What Is Philosophy by Gilles Deleuze and Félix Guattari?
Deleuze and Guattari differentiate between philosophy, science, and the arts, seeing as means of confronting chaos, and challenge the common view that philosophy is an extension of logic. The authors also discuss the similarities and distinctions between creative and philosophical writing.
What Is Philosophy according to Deleuze?
Deleuze and Guattari define philosophy, famously, as an activity that consists in ‘forming, inventing and fabricating concepts’.

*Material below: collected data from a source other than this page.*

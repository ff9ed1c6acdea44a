// SPDX-License-Identifier: Apache-2.0
// © James Ross Ω FLYING•ROBOTS <https://github.com/flyingrobots>
//! Items: definitions, stacks, inventories, equipment, ground items.
//!
//! Stack merging is governed entirely by the fungibility key: equality is
//! necessary and sufficient for two stacks of the same item to merge, both
//! in inventories and on the ground within one tile.

use std::collections::BTreeMap;

use serde::{Deserialize, Serialize};
use thiserror::Error;

/// Equipment slots. Each slot holds at most one stack.
#[derive(Debug, Clone, Copy, PartialEq, Eq, PartialOrd, Ord, Serialize, Deserialize)]
pub enum EquipSlot {
    /// Primary weapon hand.
    MainHand,
    /// Secondary hand.
    OffHand,
    /// Head armor.
    Head,
    /// Body armor.
    Body,
    /// Hand armor.
    Gloves,
    /// Foot armor.
    Boots,
    /// Trinket slot.
    Accessory,
}

/// Broad item family.
#[derive(Debug, Clone, Copy, PartialEq, Eq, Serialize, Deserialize)]
#[serde(rename_all = "lowercase")]
pub enum ItemClass {
    /// Currency and crafting input.
    Currency,
    /// One-shot usables.
    Consumable,
    /// Equippable gear.
    Equipment,
}

/// Stat modifier granted by an item, sorted by `(kind, magnitude, duration)`.
#[derive(Debug, Clone, PartialEq, Eq, PartialOrd, Ord, Serialize, Deserialize)]
#[serde(rename_all = "camelCase")]
pub struct ItemModifier {
    /// Modifier kind tag.
    pub kind: String,
    /// Signed magnitude.
    pub magnitude: i64,
    /// Duration in ticks; 0 means passive.
    pub duration_ticks: u32,
}

/// Static item definition.
#[derive(Debug, Clone, PartialEq, Eq, Serialize, Deserialize)]
#[serde(rename_all = "camelCase")]
pub struct ItemDefinition {
    /// Unique item id.
    pub id: String,
    /// Item family.
    pub class: ItemClass,
    /// Quality tier.
    pub tier: u8,
    /// Whether stacks of this item merge.
    pub stackable: bool,
    /// Quality tags feeding the fungibility key.
    pub tags: Vec<String>,
    /// Slot this item equips into, when any.
    pub equip_slot: Option<EquipSlot>,
    /// Action names, sorted and unique.
    pub actions: Vec<String>,
    /// Modifiers, sorted by `(kind, magnitude, duration)`.
    pub modifiers: Vec<ItemModifier>,
    /// Gold returned when recycled.
    pub recycle_value: i64,
}

impl ItemDefinition {
    /// The deterministic fungibility key for this definition.
    #[must_use]
    pub fn fungibility_key(&self) -> String {
        compose_key(&self.id, self.tier, &self.tags)
    }
}

/// Composes a fungibility key from id, tier, and sorted quality tags.
#[must_use]
pub fn compose_key(id: &str, tier: u8, tags: &[String]) -> String {
    let mut sorted: Vec<&str> = tags.iter().map(String::as_str).collect();
    sorted.sort_unstable();
    sorted.dedup();
    let mut key = format!("{id}#t{tier}");
    for tag in sorted {
        key.push('+');
        key.push_str(tag);
    }
    key
}

/// A quantity of one fungible item.
#[derive(Debug, Clone, PartialEq, Eq, Serialize, Deserialize)]
#[serde(rename_all = "camelCase")]
pub struct ItemStack {
    /// Item id.
    #[serde(rename = "type")]
    pub item_type: String,
    /// Fungibility key controlling merges.
    pub fungibility_key: String,
    /// Stack size, always positive.
    pub quantity: u32,
}

impl ItemStack {
    /// Builds a stack of `quantity` from a definition.
    #[must_use]
    pub fn of(def: &ItemDefinition, quantity: u32) -> Self {
        Self {
            item_type: def.id.clone(),
            fungibility_key: def.fungibility_key(),
            quantity,
        }
    }
}

/// One occupied inventory slot.
#[derive(Debug, Clone, PartialEq, Eq, Serialize, Deserialize)]
pub struct InventorySlot {
    /// Slot index, unique within the inventory.
    pub index: u32,
    /// Stack held in the slot.
    pub stack: ItemStack,
}

/// Item-system failures, surfaced to console acks.
#[derive(Debug, Error, PartialEq, Eq)]
pub enum ItemError {
    /// All slots occupied.
    #[error("inventory_error")]
    InventoryFull,
    /// Item id absent from the catalog.
    #[error("not_found")]
    UnknownItem,
    /// Not enough quantity to remove.
    #[error("insufficient_gold")]
    InsufficientQuantity,
    /// Item cannot occupy the requested equipment slot.
    #[error("inventory_error")]
    NotEquippable,
}

/// Default inventory capacity in slots.
pub const DEFAULT_INVENTORY_CAPACITY: usize = 24;

/// Ordered slot sequence with a capacity bound.
#[derive(Debug, Clone, PartialEq, Eq, Default, Serialize, Deserialize)]
pub struct Inventory {
    slots: Vec<InventorySlot>,
    capacity: usize,
}

impl Inventory {
    /// Creates an empty inventory with the given slot capacity.
    #[must_use]
    pub fn with_capacity(capacity: usize) -> Self {
        Self {
            slots: Vec::new(),
            capacity,
        }
    }

    /// Normalizes a slot list: sorts by index, drops duplicates and empty
    /// stacks. Idempotent — feeding the output back yields the same value.
    #[must_use]
    pub fn from_slots(mut slots: Vec<InventorySlot>, capacity: usize) -> Self {
        slots.retain(|s| s.stack.quantity > 0);
        slots.sort_by_key(|s| s.index);
        slots.dedup_by_key(|s| s.index);
        slots.truncate(capacity);
        Self { slots, capacity }
    }

    /// Slots in index order.
    #[must_use]
    pub fn slots(&self) -> &[InventorySlot] {
        &self.slots
    }

    /// Slot capacity.
    #[must_use]
    pub fn capacity(&self) -> usize {
        self.capacity
    }

    /// Total quantity across stacks matching `fungibility_key`.
    #[must_use]
    pub fn total_of(&self, fungibility_key: &str) -> u64 {
        self.slots
            .iter()
            .filter(|s| s.stack.fungibility_key == fungibility_key)
            .map(|s| u64::from(s.stack.quantity))
            .sum()
    }

    /// Adds a stack, merging onto an existing stack when the definition is
    /// stackable and the fungibility keys match.
    ///
    /// # Errors
    /// [`ItemError::InventoryFull`] when a fresh slot is needed and none is
    /// free.
    pub fn insert(&mut self, stack: ItemStack, stackable: bool) -> Result<u32, ItemError> {
        if stack.quantity == 0 {
            return Err(ItemError::InsufficientQuantity);
        }
        if stackable {
            if let Some(slot) = self
                .slots
                .iter_mut()
                .find(|s| s.stack.fungibility_key == stack.fungibility_key)
            {
                slot.stack.quantity = slot.stack.quantity.saturating_add(stack.quantity);
                return Ok(slot.index);
            }
        }
        if self.slots.len() >= self.capacity {
            return Err(ItemError::InventoryFull);
        }
        let index = self.first_free_index();
        self.slots.push(InventorySlot { index, stack });
        self.slots.sort_by_key(|s| s.index);
        Ok(index)
    }

    /// Removes `qty` of the given fungibility key, draining stacks from the
    /// lowest slot index upward.
    ///
    /// # Errors
    /// [`ItemError::InsufficientQuantity`] when the inventory holds less
    /// than `qty`; nothing is removed in that case.
    pub fn remove_qty(&mut self, fungibility_key: &str, qty: u64) -> Result<(), ItemError> {
        if self.total_of(fungibility_key) < qty {
            return Err(ItemError::InsufficientQuantity);
        }
        let mut remaining = qty;
        for slot in &mut self.slots {
            if remaining == 0 {
                break;
            }
            if slot.stack.fungibility_key != fungibility_key {
                continue;
            }
            let take = u64::from(slot.stack.quantity).min(remaining) as u32;
            slot.stack.quantity -= take;
            remaining -= u64::from(take);
        }
        self.slots.retain(|s| s.stack.quantity > 0);
        Ok(())
    }

    fn first_free_index(&self) -> u32 {
        let mut index = 0u32;
        for slot in &self.slots {
            if slot.index == index {
                index += 1;
            } else if slot.index > index {
                break;
            }
        }
        index
    }
}

/// Equipment: at most one stack per slot.
#[derive(Debug, Clone, PartialEq, Eq, Default, Serialize, Deserialize)]
pub struct Equipment {
    slots: BTreeMap<EquipSlot, ItemStack>,
}

impl Equipment {
    /// Equips `stack` into `slot`, returning whatever was displaced.
    ///
    /// # Errors
    /// [`ItemError::NotEquippable`] when the definition does not target
    /// `slot`.
    pub fn equip(
        &mut self,
        slot: EquipSlot,
        stack: ItemStack,
        def: &ItemDefinition,
    ) -> Result<Option<ItemStack>, ItemError> {
        if def.equip_slot != Some(slot) {
            return Err(ItemError::NotEquippable);
        }
        Ok(self.slots.insert(slot, stack))
    }

    /// Removes and returns the stack in `slot`.
    pub fn unequip(&mut self, slot: EquipSlot) -> Option<ItemStack> {
        self.slots.remove(&slot)
    }

    /// The stack currently in `slot`.
    #[must_use]
    pub fn get(&self, slot: EquipSlot) -> Option<&ItemStack> {
        self.slots.get(&slot)
    }

    /// `(slot, stack)` entries in slot order.
    #[must_use]
    pub fn entries(&self) -> Vec<(EquipSlot, ItemStack)> {
        self.slots.iter().map(|(s, v)| (*s, v.clone())).collect()
    }
}

/// An item stack lying in the world.
#[derive(Debug, Clone, PartialEq, Serialize, Deserialize)]
#[serde(rename_all = "camelCase")]
pub struct GroundItem {
    /// Unique ground-item id.
    pub id: String,
    /// Item id.
    #[serde(rename = "type")]
    pub item_type: String,
    /// Fungibility key controlling tile merges.
    pub fungibility_key: String,
    /// World x.
    pub x: f64,
    /// World y.
    pub y: f64,
    /// Stack size.
    pub qty: u32,
    /// Tile coordinates, kept in sync with the position.
    pub tile: (i64, i64),
}

/// Catalog of item definitions keyed by id.
#[derive(Debug, Clone, Default)]
pub struct ItemCatalog {
    defs: BTreeMap<String, ItemDefinition>,
}

/// Gold item id.
pub const ITEM_GOLD: &str = "gold";
/// Health potion item id.
pub const ITEM_HEALTH_POTION: &str = "health-potion";
/// Starter weapon item id.
pub const ITEM_RUSTY_SWORD: &str = "rusty-sword";

impl ItemCatalog {
    /// Catalog seeded with the built-in items.
    #[must_use]
    pub fn builtin() -> Self {
        let mut defs = BTreeMap::new();
        for def in [
            ItemDefinition {
                id: ITEM_GOLD.to_owned(),
                class: ItemClass::Currency,
                tier: 1,
                stackable: true,
                tags: Vec::new(),
                equip_slot: None,
                actions: Vec::new(),
                modifiers: Vec::new(),
                recycle_value: 1,
            },
            ItemDefinition {
                id: ITEM_HEALTH_POTION.to_owned(),
                class: ItemClass::Consumable,
                tier: 1,
                stackable: true,
                tags: Vec::new(),
                equip_slot: None,
                actions: vec!["drink".to_owned()],
                modifiers: vec![ItemModifier {
                    kind: "heal".to_owned(),
                    magnitude: 25,
                    duration_ticks: 0,
                }],
                recycle_value: 2,
            },
            ItemDefinition {
                id: ITEM_RUSTY_SWORD.to_owned(),
                class: ItemClass::Equipment,
                tier: 1,
                stackable: false,
                tags: vec!["worn".to_owned()],
                equip_slot: Some(EquipSlot::MainHand),
                actions: vec!["attack".to_owned()],
                modifiers: vec![ItemModifier {
                    kind: "damage".to_owned(),
                    magnitude: 2,
                    duration_ticks: 0,
                }],
                recycle_value: 3,
            },
        ] {
            defs.insert(def.id.clone(), def);
        }
        Self { defs }
    }

    /// Looks up a definition by item id.
    #[must_use]
    pub fn get(&self, id: &str) -> Option<&ItemDefinition> {
        self.defs.get(id)
    }
}

#[cfg(test)]
mod tests {
    use super::*;

    fn gold() -> ItemDefinition {
        ItemCatalog::builtin().get(ITEM_GOLD).cloned().unwrap()
    }

    #[test]
    fn compose_key_sorts_and_dedups_tags() {
        let tags = vec!["b".to_owned(), "a".to_owned(), "b".to_owned()];
        assert_eq!(compose_key("ore", 2, &tags), "ore#t2+a+b");
        assert_eq!(compose_key("ore", 2, &[]), "ore#t2");
    }

    #[test]
    fn stackable_inserts_merge_on_key() {
        let def = gold();
        let mut inv = Inventory::with_capacity(4);
        inv.insert(ItemStack::of(&def, 10), true).unwrap();
        inv.insert(ItemStack::of(&def, 5), true).unwrap();
        assert_eq!(inv.slots().len(), 1);
        assert_eq!(inv.total_of(&def.fungibility_key()), 15);
    }

    #[test]
    fn unstackable_inserts_take_fresh_slots() {
        let sword = ItemCatalog::builtin().get(ITEM_RUSTY_SWORD).cloned().unwrap();
        let mut inv = Inventory::with_capacity(2);
        inv.insert(ItemStack::of(&sword, 1), false).unwrap();
        inv.insert(ItemStack::of(&sword, 1), false).unwrap();
        assert_eq!(inv.slots().len(), 2);
        assert_eq!(
            inv.insert(ItemStack::of(&sword, 1), false),
            Err(ItemError::InventoryFull)
        );
    }

    #[test]
    fn remove_qty_is_all_or_nothing() {
        let def = gold();
        let mut inv = Inventory::with_capacity(4);
        inv.insert(ItemStack::of(&def, 10), true).unwrap();
        assert_eq!(
            inv.remove_qty(&def.fungibility_key(), 11),
            Err(ItemError::InsufficientQuantity)
        );
        assert_eq!(inv.total_of(&def.fungibility_key()), 10);
        inv.remove_qty(&def.fungibility_key(), 10).unwrap();
        assert!(inv.slots().is_empty());
    }

    #[test]
    fn from_slots_is_idempotent() {
        let def = gold();
        let slots = vec![
            InventorySlot {
                index: 3,
                stack: ItemStack::of(&def, 2),
            },
            InventorySlot {
                index: 1,
                stack: ItemStack::of(&def, 7),
            },
            InventorySlot {
                index: 3,
                stack: ItemStack::of(&def, 9),
            },
        ];
        let once = Inventory::from_slots(slots, DEFAULT_INVENTORY_CAPACITY);
        let twice = Inventory::from_slots(once.slots().to_vec(), DEFAULT_INVENTORY_CAPACITY);
        assert_eq!(once, twice);
        assert_eq!(once.slots().len(), 2);
    }

    #[test]
    fn first_free_index_fills_gaps() {
        let def = gold();
        let sword = ItemCatalog::builtin().get(ITEM_RUSTY_SWORD).cloned().unwrap();
        let mut inv = Inventory::with_capacity(4);
        inv.insert(ItemStack::of(&sword, 1), false).unwrap(); // index 0
        inv.insert(ItemStack::of(&sword, 1), false).unwrap(); // index 1
        inv.remove_qty(&sword.fungibility_key(), 1).unwrap(); // drains index 0 first
        let idx = inv.insert(ItemStack::of(&def, 1), true).unwrap();
        assert_eq!(idx, 0);
    }

    #[test]
    fn equipment_enforces_slot_compatibility() {
        let sword = ItemCatalog::builtin().get(ITEM_RUSTY_SWORD).cloned().unwrap();
        let mut eq = Equipment::default();
        assert_eq!(
            eq.equip(EquipSlot::Head, ItemStack::of(&sword, 1), &sword),
            Err(ItemError::NotEquippable)
        );
        let displaced = eq
            .equip(EquipSlot::MainHand, ItemStack::of(&sword, 1), &sword)
            .unwrap();
        assert!(displaced.is_none());
        let displaced = eq
            .equip(EquipSlot::MainHand, ItemStack::of(&sword, 1), &sword)
            .unwrap();
        assert!(displaced.is_some());
    }
}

What is Deleuze known for?
Deleuze became known for writing about other philosophers with new insights and different readings, interested as he was in liberating philosophical history from the hegemony of one perspective. He wrote on Spinoza, Nietzche, Kant, Leibniz and others, including literary authors and works, cinema, and art.
What did Deleuze believe?
Deleuze claims that standards of value are internal or immanent: to live well is to fully express one’s power, to go to the limits of one’s potential, rather than to judge what exists by non-empirical, transcendent standards. Modern society still suppresses difference and alienates people from what they can do.
What does Deleuze say about desire?
In Deleuze’s view, desire is not a psychic existence, not lack, but an active and positive reality, an affirmative vital force. Desire has neither object, nor fixed subject. It is like labour in essence, productive and actualisable only through practice.
What are Deleuze ethics?
An ethical way of living, in the Deleuzian sense of the term, will not turn to higher values in order to ‘shape’ its ways of existing according to the command of such values. It is rather, as Deleuze states, a matter of forming ‘a style of life’ according to ‘optional rules.
What is Arborescent thinking?
Arborescent (French: arborescent) is a term used by the French thinkers Deleuze and Guattari to characterize thinking marked by insistence on totalizing principles, binarism, and dualism.